Auch im Beschwerdeverfahren kann der BFH – obwohl er grundsätzlich selbst die Befugnis zur Tatsachenfeststellung hat – analog § 126 Abs. 3 S. 1 Nr. 2 FGO die Sache an das FG zurückverweisen.[12] Davon macht der BFH Gebrauch, wenn nach der Sachlage die Feststellungen besser durch das FG getroffen werden. Zur Zurückverweisung, wenn während des Revisionsverfahrens ein neuer oder geänderter Bescheid ergeht, s.
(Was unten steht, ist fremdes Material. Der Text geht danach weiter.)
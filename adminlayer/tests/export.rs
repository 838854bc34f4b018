mod common;

use adminlayer::{bson::Bson, prelude::*};
use common::{RecordingDriver, seeded, store_with};
use futures::StreamExt;

fn batch_of(size: u64) -> AdapterConfig {
    AdapterConfig::builder().export_batch_size(size).build()
}

fn references(batch: &[Record]) -> Vec<&str> {
    batch
        .iter()
        .filter_map(|record| record.get("reference").and_then(Bson::as_str))
        .collect()
}

#[tokio::test]
async fn test_export_streams_bounded_batches() {
    let (driver, _) = seeded().await;
    let store = store_with(driver, batch_of(3));
    let exporter = store.exporter("orders").unwrap();

    let batches = exporter
        .stream(&ListRequest::new().sort(SortSpec::parse("reference")))
        .unwrap()
        .collect::<Vec<_>>()
        .await
        .into_iter()
        .collect::<AdapterResult<Vec<_>>>()
        .unwrap();

    assert_eq!(batches.len(), 2);
    assert_eq!(references(&batches[0]), vec!["A-1", "A-2", "A-3"]);
    assert_eq!(references(&batches[1]), vec!["G-1"]);
}

#[tokio::test]
async fn test_export_applies_filter_and_hydration() {
    let (driver, _) = seeded().await;
    let store = store_with(driver, batch_of(1));
    let exporter = store.exporter("orders").unwrap();

    let batches = exporter
        .stream(
            &ListRequest::new()
                .condition(Condition::equal("customer.company.name", "Acme"))
                .sort(SortSpec::descending("total"))
                .hydrate(true),
        )
        .unwrap()
        .collect::<Vec<_>>()
        .await
        .into_iter()
        .collect::<AdapterResult<Vec<_>>>()
        .unwrap();

    let exported = batches.concat();
    assert_eq!(references(&exported), vec!["A-2", "A-1", "A-3"]);
    assert!(exported.iter().all(|record| record.related("customer").is_some()));
}

#[tokio::test]
async fn test_failure_reports_rows_flushed() {
    let (driver, _) = seeded().await;
    let driver = RecordingDriver::failing_after(driver, 1);
    let store = store_with(driver, batch_of(2));
    let exporter = store.exporter("orders").unwrap();

    let mut batches = Box::pin(exporter.stream(&ListRequest::new()).unwrap());

    let first = batches.next().await.unwrap().unwrap();
    assert_eq!(first.len(), 2);

    let failure = batches.next().await.unwrap();
    assert!(matches!(
        failure,
        Err(AdapterError::PartialExport { rows_flushed: 2, ref source })
            if matches!(**source, AdapterError::Storage { .. })
    ));
    assert!(batches.next().await.is_none());
}

#[tokio::test]
async fn test_compile_errors_never_reach_storage() {
    let (driver, _) = seeded().await;
    let driver = RecordingDriver::new(driver);
    let store = store_with(driver.clone(), batch_of(2));
    let exporter = store.exporter("orders").unwrap();

    let result = exporter.stream(&ListRequest::new().sort(SortSpec::parse("colour")));

    assert!(matches!(result, Err(AdapterError::Schema(_))));
    assert_eq!(driver.calls(), 0);
}

#[tokio::test]
async fn test_dropping_the_stream_stops_fetching() {
    let (driver, _) = seeded().await;
    let driver = RecordingDriver::new(driver);
    let store = store_with(driver.clone(), batch_of(1));
    let exporter = store.exporter("orders").unwrap();

    let mut batches = Box::pin(exporter.stream(&ListRequest::new()).unwrap());
    batches.next().await.unwrap().unwrap();
    drop(batches);

    assert_eq!(driver.calls(), 1);
}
Kommentierung bei Dürr, in Schwarz/Pahlke/Keß, AO/FGO, zu § 127 FGO.

 

Rz. 23

Die Sache ist z. B. zurückzuverweisen, wenn

  • die angefochtenen Vorauszahlungsbescheide im Verlauf des Klageverfahrens durch die Jahresbescheide ersetzt wurden, die dadurch nach § 68 FGO Gegenstand des FG-Verfahrens geworden sind, wobei das FG gleichwohl über die unwirksam gewordenen Vorauszahlungsbescheide entschieden hat. Das FG hat nach der Zurückverweisung über die Jahresbescheide zu befinden.[13]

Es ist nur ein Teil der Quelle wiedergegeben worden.